2.1.4 Lessons for the Future

Several lessons stand out from this brief review of early urbanism. First, humans are amazingly successful at self-organizing to promote their survival in the face of any environment challenge, but there are unanticipated costs to many of these solutions and continued implications for future societies. People manage their social-ecological systems according to their often-limited perceptions of the opportunities and risks, and how they value the alternatives. However, this valuation process may appear very different to people in different social positions and the true “costs” of some alternatives are not recognized at the time; ultimately, they may even threaten the society’s very survival. In general, people respond to problems and opportunities by transforming biota, landscapes, and the built environment so that their immediate net yield is increased and perceived risks are reduced even though native biota and ecological systems may be degraded. Humans also create new values and institutions for collective action to control and optimize the shifting capacities and risks presented by their evolving environments. These collective responses are seen most obviously (but by no means exclusively) in the nineteenth and twentieth century rise of corporations, nation states, and local governments. These structures of power represent the product of struggle, and not all the impacts of individual or collective decisions provide pathways toward a more sustainable and desirable existence.

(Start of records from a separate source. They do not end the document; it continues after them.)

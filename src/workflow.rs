/*!
workflow.rs - named step sequence executed against a shared mutable context.

A `Workflow<T>` holds step functions keyed by name plus a step order (the
registration order unless `order(...)` overrides it). `start` walks the order
as an explicit loop:

  1. a fresh `StepRecord` becomes `current` and is stashed in `history`
  2. the step runs with `&mut T` (caller fields only; bookkeeping is out of reach)
  3. Ok(Next::Goto(name))  -> jump to the first position of `name` in the order
     Ok(Next::Continue)    -> next position, or SUCCESS after the last one
     Err(e)                -> record failed, FAILED
  4. `ended_at` is stamped and `history[name]` finalized before moving on

Unknown step names and an empty order are rejected before anything runs.
A step visited twice overwrites its history entry; `trail` keeps every visit.
*/

use futures_util::future::BoxFuture;
use serde::Serialize;
use std::collections::HashMap;
use std::time::{Duration, SystemTime};
use thiserror::Error;

use crate::error::CliError;

/// Transition requested by a step.
#[derive(Debug, Clone, PartialEq, Eq, Default)]
pub enum Next {
    #[default]
    Continue,
    Goto(String),
}

impl Next {
    pub fn goto(step: impl Into<String>) -> Self {
        Next::Goto(step.into())
    }
}

pub type StepFuture<'a> = BoxFuture<'a, anyhow::Result<Next>>;

type StepFn<T> = Box<dyn for<'a> Fn(&'a mut T) -> StepFuture<'a> + Send + Sync>;

/// Timing and outcome of one visit to one step.
#[derive(Debug, Clone, Serialize, PartialEq)]
pub struct StepRecord {
    pub step_name: String,
    pub started_at: SystemTime,
    pub ended_at: Option<SystemTime>,
    pub succeeded: Option<bool>,
    pub error: Option<String>,
}

impl StepRecord {
    fn begin(step_name: &str) -> Self {
        Self {
            step_name: step_name.to_string(),
            started_at: SystemTime::now(),
            ended_at: None,
            succeeded: None,
            error: None,
        }
    }

    pub fn elapsed(&self) -> Option<Duration> {
        self.ended_at?.duration_since(self.started_at).ok()
    }
}

/// Caller data plus the engine's bookkeeping.
#[derive(Debug, Clone)]
pub struct WorkflowContext<T> {
    pub data: T,
    step_names: Vec<String>,
    current: Option<StepRecord>,
    history: HashMap<String, StepRecord>,
    succeeded: Option<bool>,
    trail: Vec<String>,
}

impl<T> WorkflowContext<T> {
    pub fn new(data: T) -> Self {
        Self {
            data,
            step_names: Vec::new(),
            current: None,
            history: HashMap::new(),
            succeeded: None,
            trail: Vec::new(),
        }
    }

    pub fn step_names(&self) -> &[String] {
        &self.step_names
    }

    /// The running step, or the failed one once the workflow has failed.
    pub fn current(&self) -> Option<&StepRecord> {
        self.current.as_ref()
    }

    pub fn history(&self) -> &HashMap<String, StepRecord> {
        &self.history
    }

    pub fn record(&self, step: &str) -> Option<&StepRecord> {
        self.history.get(step)
    }

    /// `None` until the workflow settles.
    pub fn succeeded(&self) -> Option<bool> {
        self.succeeded
    }

    /// Every visited step in visit order, repeats included.
    pub fn trail(&self) -> &[String] {
        &self.trail
    }

    pub fn into_data(self) -> T {
        self.data
    }

    fn reset(&mut self, order: Vec<String>) {
        self.step_names = order;
        self.current = None;
        self.history.clear();
        self.succeeded = None;
        self.trail.clear();
    }
}

#[derive(Debug, Error)]
pub enum WorkflowError {
    #[error(transparent)]
    Config(#[from] CliError),

    #[error("workflow step \"{step}\" failed: {source}")]
    StepFailed {
        step: String,
        #[source]
        source: anyhow::Error,
    },
}

pub struct Workflow<T> {
    name: String,
    operators: Vec<(String, StepFn<T>)>,
    order: Option<Vec<String>>,
}

impl<T: Send> Workflow<T> {
    pub fn new(name: impl Into<String>) -> Self {
        Self {
            name: name.into(),
            operators: Vec::new(),
            order: None,
        }
    }

    pub fn name(&self) -> &str {
        &self.name
    }

    /// Add (or replace) a step implementation.
    pub fn step<F>(mut self, name: impl Into<String>, f: F) -> Self
    where
        F: for<'a> Fn(&'a mut T) -> StepFuture<'a> + Send + Sync + 'static,
    {
        let name = name.into();
        let f: StepFn<T> = Box::new(f);
        match self.operators.iter_mut().find(|(n, _)| *n == name) {
            Some(slot) => slot.1 = f,
            None => self.operators.push((name, f)),
        }
        self
    }

    /// Explicit step order; names may repeat.
    pub fn order<I, S>(mut self, names: I) -> Self
    where
        I: IntoIterator<Item = S>,
        S: Into<String>,
    {
        self.order = Some(names.into_iter().map(Into::into).collect());
        self
    }

    pub fn step_order(&self) -> Vec<String> {
        match &self.order {
            Some(order) => order.clone(),
            None => self.operators.iter().map(|(n, _)| n.clone()).collect(),
        }
    }

    /// Configuration check run by `start` before the first step.
    pub fn validate(&self) -> Result<(), CliError> {
        let order = self.step_order();
        if order.is_empty() {
            return Err(CliError::EmptyWorkflow);
        }
        if let Some(missing) = order.iter().find(|s| self.operator(s).is_none()) {
            return Err(CliError::UnimplementedStep {
                step: missing.clone(),
            });
        }
        Ok(())
    }

    fn operator(&self, name: &str) -> Option<&StepFn<T>> {
        self.operators
            .iter()
            .find(|(n, _)| n == name)
            .map(|(_, f)| f)
    }

    /// Run to SUCCESS (`Ok`) or FAILED (`Err`); `ctx` holds the history either way.
    pub async fn start(&self, ctx: &mut WorkflowContext<T>) -> Result<(), WorkflowError> {
        self.validate()?;
        let order = self.step_order();
        ctx.reset(order.clone());

        let mut position = 0;
        while let Some(step) = order.get(position) {
            let op = self.operator(step).ok_or_else(|| CliError::UnimplementedStep {
                step: step.clone(),
            })?;

            let mut record = StepRecord::begin(step);
            ctx.current = Some(record.clone());
            ctx.history.insert(step.clone(), record.clone());
            ctx.trail.push(step.clone());
            tracing::debug!(workflow = %self.name, step = %step, "step started");

            let outcome = op(&mut ctx.data).await;
            record.ended_at = Some(SystemTime::now());

            match outcome {
                Ok(next) => {
                    record.succeeded = Some(true);
                    tracing::debug!(workflow = %self.name, step = %step, elapsed = ?record.elapsed(), "step finished");
                    ctx.history.insert(step.clone(), record);
                    position = match next {
                        Next::Continue => position + 1,
                        Next::Goto(target) => match order.iter().position(|s| *s == target) {
                            Some(i) => i,
                            None => {
                                tracing::warn!(workflow = %self.name, step = %step, target = %target, "unknown goto target; continuing in order");
                                position + 1
                            }
                        },
                    };
                }
                Err(source) => {
                    record.succeeded = Some(false);
                    record.error = Some(format!("{source:#}"));
                    tracing::debug!(workflow = %self.name, step = %step, error = %format!("{source:#}"), "step failed");
                    ctx.history.insert(step.clone(), record.clone());
                    ctx.current = Some(record);
                    ctx.succeeded = Some(false);
                    return Err(WorkflowError::StepFailed {
                        step: step.clone(),
                        source,
                    });
                }
            }
        }

        ctx.current = None;
        ctx.succeeded = Some(true);
        Ok(())
    }
}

2.2 Urbanization, Ecosystems and Ecosystem Services

2.2.1 Urban Food Production

Even though ecosystems have been overlooked in urban scholarship (Sinclair et al. 2010), it is evident how significant urban green and blue spaces have been historically in producing a range of provisioning ecosystem services, such as agricultural produce, fish, game, water and fuel (Fraser and Rimas 2010; Redman 1999). In contemporary cities, approximately 200 million urban residents produce food for the urban market, and provide 15–20 % of the world’s food (Armar-Klemesu 2000). For example, in Dar es Salaam, 90 % of all vegetables consumed originate from urban and peri-urban agriculture; the same is true of 60 % of all vegetables in Dakar, and in Hanoi, 58 % of the rice consumed is produced within the jurisdiction of the city (Moustier 2007; Lee-Smith 2010; Lerner and Eakin 2011). Such figures are much lower in Southern African cities (Simon 2013; Battersby 2007), and low but on the increase in some European and North American cities (Simon 2008) (for three historical examples of urban food production see Box 2.1).

2.2.2 Urban Green Spaces

Not all of the green space in pre-industrial urban landscapes, however, was used to produce food. For example, open spaces have often been used as religious sites and as cemeteries. In many cities, particularly European, pleasure parks and pleasure gardens for purely recreational uses have also been present in cities since millennia, but these have mainly been the privilege of emperors, kings and other urban elites. In Stockholm, for instance, ordinary citizens were not allowed to enter such parks and gardens until the mid-1700s (Barthel et al. 2005). The main social drivers that led to a shift toward public use of such green spaces were the rapid urbanization during the industrial revolution, in combination with emerging social values inspired by the Romantic Movement and the French Revolution (Barthel et al. 2005). However, clear delineations between urban and rural areas and use of urban green spaces for purely recreational purposes did not emerge until the nineteenth and twentieth centuries, and were reinforced by the development of a globalized economy, the fossil fuel energy regime, and technological innovations such as the steam engine and the railway (McNeill 2000; Barthel and Isendahl 2012; Barthel et al. 2013). Across Swedish cities, urban food production was ubiquitous until the development of the railway network, and the towns were in fact producing 50 % of their food consumption within their boundaries, and some were producing much more. For instance, in the mid-1700s, Uppsala produced more food than the city dwellers themselves consumed and the surplus was exported outside the city (Björklund 2009).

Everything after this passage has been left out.